Josh Downs sits in Week 11 because Indianapolis is on bye, but stash him now: he’s riding a three-game TD streak, owns an 18% target share, and draws a 4-star slot-friendly Chiefs matchup in Week 12, making him a high-floor FLEX with WR3 upside the rest of the way.


Matchup Overview

Downs’ Week 11 is moot—the Colts are off—but the slot specialist has become Daniel Jones’ red-zone darling, converting three straight games inside the 20 while operating at a 68.6% catch rate on 51 targets. In Week 12 he’ll face a Kansas City defense that has allowed opposing WRs to outperform their seasonal baseline, particularly when working inside where Downs lines up 70% of the time. The Chiefs’ sub-par nickel coverage and the Colts’ balanced attack should keep his 18% target share concentrated in high-leverage situations, giving him a safe PPR floor and touchdown-based ceiling.


Recent Trend

After a quiet 6.4-point average in three of his first four games, Downs erupted for four consecutive double-digit outputs highlighted by a three-week touchdown tear that vaulted him from touchdown-dependent WR4 to weekly FLEX consideration.


Deep Dive Analysis

The third-year receiver’s second-half surge is no fluke—his red-zone usage has spiked in tandem with Daniel Jones’ 101.7 passer rating since Week 5, and the Colts now actively scheme 11-personnel looks to get Downs isolated against linebackers and safeties inside. While he cedes two-WR-set snaps to Michael Pittman Jr. and Alec Pierce, his slot-only role keeps his target quality high; 14 of his 35 catches have moved the chains or scored, explaining the modest yardage (8.9 YPR) yet bankable fantasy weeks.
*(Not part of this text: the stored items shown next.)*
//! End-to-end session flows through the spawned coordinator actor.
//!
//! These tests drive the public handle the transport uses and observe
//! outbound traffic on each connection's queue, so they cover the same
//! ordering and delivery guarantees a WebSocket client sees.

#![allow(clippy::unwrap_used, clippy::expect_used, clippy::indexing_slicing)]

use std::sync::Arc;
use std::time::Duration;

use tokio::sync::mpsc::Receiver;
use tokio_util::sync::CancellationToken;
use uuid::Uuid;

use lobby_controller::coordinator::SessionCoordinatorHandle;
use lobby_controller::errors::CoordinatorError;
use lobby_controller::protocol::{ClientEvent, ServerEvent};
use lobby_controller::registry::{ConnectionHandle, ConnectionRegistry};

const ROLE_PATIENT: u8 = 0;
const ROLE_DOCTOR: u8 = 1;

struct TestServer {
    registry: Arc<ConnectionRegistry>,
    coordinator: SessionCoordinatorHandle,
    shutdown: CancellationToken,
}

impl TestServer {
    fn spawn() -> Self {
        let registry = Arc::new(ConnectionRegistry::new());
        let shutdown = CancellationToken::new();
        let (coordinator, _task) =
            SessionCoordinatorHandle::spawn(Arc::clone(&registry), shutdown.clone());
        Self {
            registry,
            coordinator,
            shutdown,
        }
    }

    fn connect(&self) -> (Arc<ConnectionHandle>, Receiver<ServerEvent>) {
        self.registry.register()
    }

    async fn doctor_joins(&self, conn: Uuid, session: &str) -> Result<(), CoordinatorError> {
        self.coordinator
            .dispatch(
                conn,
                ClientEvent::JoinMeeting {
                    session_id: session.to_string(),
                    user_name: "Dr. Lee".to_string(),
                    declared_role: Some(ROLE_DOCTOR),
                },
            )
            .await
    }

    async fn patient_waits(
        &self,
        conn: Uuid,
        session: &str,
        name: &str,
    ) -> Result<(), CoordinatorError> {
        self.coordinator
            .dispatch(
                conn,
                ClientEvent::WaitingLobby {
                    session_id: session.to_string(),
                    user_name: name.to_string(),
                    declared_role: Some(ROLE_PATIENT),
                },
            )
            .await
    }

    async fn approve(&self, doctor: Uuid, session: &str, patient: Uuid) -> Result<(), CoordinatorError> {
        self.coordinator
            .dispatch(
                doctor,
                ClientEvent::ApprovePatient {
                    session_id: session.to_string(),
                    patient_id: patient,
                },
            )
            .await
    }
}

impl Drop for TestServer {
    fn drop(&mut self) {
        self.shutdown.cancel();
    }
}

async fn recv(rx: &mut Receiver<ServerEvent>) -> ServerEvent {
    tokio::time::timeout(Duration::from_secs(1), rx.recv())
        .await
        .expect("timed out waiting for event")
        .expect("channel closed")
}

fn drain(rx: &mut Receiver<ServerEvent>) -> Vec<ServerEvent> {
    let mut events = Vec::new();
    while let Ok(event) = rx.try_recv() {
        events.push(event);
    }
    events
}

#[tokio::test]
async fn scenario_approve_flow() {
    let server = TestServer::spawn();
    let (doctor, mut doctor_rx) = server.connect();
    let (patient, mut patient_rx) = server.connect();

    server.doctor_joins(doctor.id(), "S1").await.unwrap();
    let event = recv(&mut doctor_rx).await;
    assert!(matches!(event, ServerEvent::DoctorJoined { .. }));

    server.patient_waits(patient.id(), "S1", "Alice").await.unwrap();
    let event = recv(&mut patient_rx).await;
    assert!(matches!(event, ServerEvent::Waiting { patient_id, .. }
        if patient_id == patient.id()));
    let event = recv(&mut doctor_rx).await;
    assert!(matches!(event, ServerEvent::PatientRequest { patient_id, ref username }
        if patient_id == patient.id() && username == "Alice"));

    server.approve(doctor.id(), "S1", patient.id()).await.unwrap();
    let event = recv(&mut patient_rx).await;
    assert!(matches!(event, ServerEvent::Approved { patient_id, ref session_id, .. }
        if patient_id == patient.id() && session_id == "S1"));
    let event = recv(&mut doctor_rx).await;
    assert!(matches!(event, ServerEvent::PatientApproved { ref patient_username, .. }
        if patient_username == "Alice"));

    let snapshot = server.coordinator.session_snapshot("S1").await.unwrap();
    assert!(snapshot.waiting.is_empty());
    assert_eq!(snapshot.joined, vec![(patient.id(), "Alice".to_string())]);
}

#[tokio::test]
async fn scenario_reject_leaves_rest_of_lobby() {
    let server = TestServer::spawn();
    let (doctor, _doctor_rx) = server.connect();
    let (p1, mut p1_rx) = server.connect();
    let (p2, _p2_rx) = server.connect();

    server.doctor_joins(doctor.id(), "S2").await.unwrap();
    server.patient_waits(p1.id(), "S2", "P1").await.unwrap();
    server.patient_waits(p2.id(), "S2", "P2").await.unwrap();
    let _ = recv(&mut p1_rx).await;

    server
        .coordinator
        .dispatch(
            doctor.id(),
            ClientEvent::RejectPatient {
                session_id: "S2".to_string(),
                patient_id: p1.id(),
            },
        )
        .await
        .unwrap();

    let event = recv(&mut p1_rx).await;
    assert!(matches!(event, ServerEvent::Rejected { ref message }
        if message == "You are not allowed to join the meeting."));

    let snapshot = server.coordinator.session_snapshot("S2").await.unwrap();
    assert_eq!(snapshot.waiting, vec![(p2.id(), "P2".to_string())]);
    assert!(snapshot.joined.is_empty());
}

#[tokio::test]
async fn scenario_doctor_end_closes_everyone_and_deletes_session() {
    let server = TestServer::spawn();
    let (doctor, mut doctor_rx) = server.connect();
    let (patient, mut patient_rx) = server.connect();

    server.doctor_joins(doctor.id(), "S3").await.unwrap();
    server.patient_waits(patient.id(), "S3", "Alice").await.unwrap();
    server.approve(doctor.id(), "S3", patient.id()).await.unwrap();
    // The dispatch reply arrives after the handler queued its events, so the
    // backlog is fully drainable here.
    let _ = drain(&mut doctor_rx);
    let _ = drain(&mut patient_rx);

    server
        .coordinator
        .dispatch(doctor.id(), ClientEvent::DoctorEnd)
        .await
        .unwrap();

    let event = recv(&mut patient_rx).await;
    assert!(matches!(event, ServerEvent::DoctorEndMeeting { ref message }
        if message == "The doctor has ended the meeting."));
    let event = recv(&mut doctor_rx).await;
    assert!(matches!(event, ServerEvent::DoctorEndMeeting { .. }));
    assert!(!patient.is_connected());
    assert!(!doctor.is_connected());

    assert!(server.coordinator.session_snapshot("S3").await.is_none());
}

#[tokio::test]
async fn lobby_order_is_replayed_to_a_late_doctor() {
    let server = TestServer::spawn();
    let patients: Vec<_> = (0..3).map(|_| server.connect()).collect();
    let names = ["P1", "P2", "P3"];
    for ((handle, _), name) in patients.iter().zip(names) {
        server.patient_waits(handle.id(), "S4", name).await.unwrap();
    }

    let (doctor, mut doctor_rx) = server.connect();
    server.doctor_joins(doctor.id(), "S4").await.unwrap();

    let event = recv(&mut doctor_rx).await;
    assert!(matches!(event, ServerEvent::DoctorJoined { waiting_patients: 3, .. }));
    for ((handle, _), name) in patients.iter().zip(names) {
        let event = recv(&mut doctor_rx).await;
        assert!(matches!(event, ServerEvent::PatientRequest { patient_id, ref username }
            if patient_id == handle.id() && username == name));
    }
}

#[tokio::test]
async fn waiting_lobby_retry_is_idempotent() {
    let server = TestServer::spawn();
    let (patient, mut patient_rx) = server.connect();

    server.patient_waits(patient.id(), "S5", "Alice").await.unwrap();
    server.patient_waits(patient.id(), "S5", "Alice").await.unwrap();

    let first = recv(&mut patient_rx).await;
    let second = recv(&mut patient_rx).await;
    assert!(matches!(first, ServerEvent::Waiting { ref message, .. }
        if message == "Please wait in the lobby."));
    assert!(matches!(second, ServerEvent::Waiting { ref message, .. }
        if message == "You are already in the waiting lobby."));

    let snapshot = server.coordinator.session_snapshot("S5").await.unwrap();
    assert_eq!(snapshot.waiting.len(), 1);
}

#[tokio::test]
async fn non_doctor_approval_is_unauthorized_and_mutates_nothing() {
    let server = TestServer::spawn();
    let (doctor, _doctor_rx) = server.connect();
    let (patient, _patient_rx) = server.connect();
    let (intruder, _intruder_rx) = server.connect();

    server.doctor_joins(doctor.id(), "S6").await.unwrap();
    server.patient_waits(patient.id(), "S6", "Alice").await.unwrap();

    let err = server
        .approve(intruder.id(), "S6", patient.id())
        .await
        .unwrap_err();
    assert!(matches!(err, CoordinatorError::Unauthorized(_)));
    assert_eq!(
        err.client_message(),
        "Unauthorized: Only the doctor can approve patients"
    );

    let snapshot = server.coordinator.session_snapshot("S6").await.unwrap();
    assert_eq!(snapshot.waiting.len(), 1);
    assert!(snapshot.joined.is_empty());
}

#[tokio::test]
async fn disconnect_cleanup_removes_patient_and_deletes_empty_session() {
    let server = TestServer::spawn();
    let (patient, _patient_rx) = server.connect();

    server.patient_waits(patient.id(), "S7", "Alice").await.unwrap();
    assert!(server.coordinator.session_snapshot("S7").await.is_some());

    server.registry.remove(patient.id());
    server.coordinator.connection_closed(patient.id()).await;

    assert!(server.coordinator.session_snapshot("S7").await.is_none());
    let status = server.coordinator.status().await.unwrap();
    assert_eq!(status.sessions, 0);
    assert_eq!(status.bound_connections, 0);
}

#[tokio::test]
async fn doctor_disconnect_leaves_headless_session_without_notifications() {
    let server = TestServer::spawn();
    let (doctor, _doctor_rx) = server.connect();
    let (patient, mut patient_rx) = server.connect();

    server.doctor_joins(doctor.id(), "S8").await.unwrap();
    server.patient_waits(patient.id(), "S8", "Alice").await.unwrap();
    let _ = recv(&mut patient_rx).await;

    server.registry.remove(doctor.id());
    server.coordinator.connection_closed(doctor.id()).await;

    let snapshot = server.coordinator.session_snapshot("S8").await.unwrap();
    assert!(snapshot.doctor.is_none());
    assert_eq!(snapshot.waiting.len(), 1);
    assert!(drain(&mut patient_rx).is_empty());
}

#[tokio::test]
async fn patient_leave_confirms_then_closes() {
    let server = TestServer::spawn();
    let (doctor, mut doctor_rx) = server.connect();
    let (patient, mut patient_rx) = server.connect();

    server.doctor_joins(doctor.id(), "S9").await.unwrap();
    server.patient_waits(patient.id(), "S9", "Alice").await.unwrap();
    server.approve(doctor.id(), "S9", patient.id()).await.unwrap();
    let _ = drain(&mut doctor_rx);
    let _ = drain(&mut patient_rx);

    server
        .coordinator
        .dispatch(
            patient.id(),
            ClientEvent::PatientLeaveMeeting {
                session_id: "S9".to_string(),
            },
        )
        .await
        .unwrap();

    let event = recv(&mut patient_rx).await;
    assert!(matches!(event, ServerEvent::LeaveConfirmation { .. }));
    assert!(!patient.is_connected());
    let event = recv(&mut doctor_rx).await;
    assert!(matches!(event, ServerEvent::PatientLeave { .. }));

    // Doctor remains, so the session persists with empty patient sets.
    let snapshot = server.coordinator.session_snapshot("S9").await.unwrap();
    assert!(snapshot.waiting.is_empty());
    assert!(snapshot.joined.is_empty());
}

#[tokio::test]
async fn cross_session_membership_is_rejected() {
    let server = TestServer::spawn();
    let (patient, _patient_rx) = server.connect();

    server.patient_waits(patient.id(), "S10", "Alice").await.unwrap();
    let err = server
        .patient_waits(patient.id(), "S11", "Alice")
        .await
        .unwrap_err();
    assert!(matches!(err, CoordinatorError::Conflict(_)));
    assert!(server.coordinator.session_snapshot("S11").await.is_none());
}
Expect a similar script versus Kansas City in Week 12: the Chiefs surrender the league’s sixth-highest slot catch rate and have allowed seven different WR touchdowns over their last four games. Downs won’t out-target Pittman, but he can out-produce his seasonal average if Indianapolis reaches the red zone 3–4 times, a realistic outcome against a KC defense that’s middle-of-the-pack in points per drive. Down the stretch, schedule-neutral scoring expectations slot him as a low-end WR3 in PPR and a top-30 play in any matchup where the Colts are projected for 24-plus points—making him a priority bench stash and a confident FLEX roll-out starting in Week 12.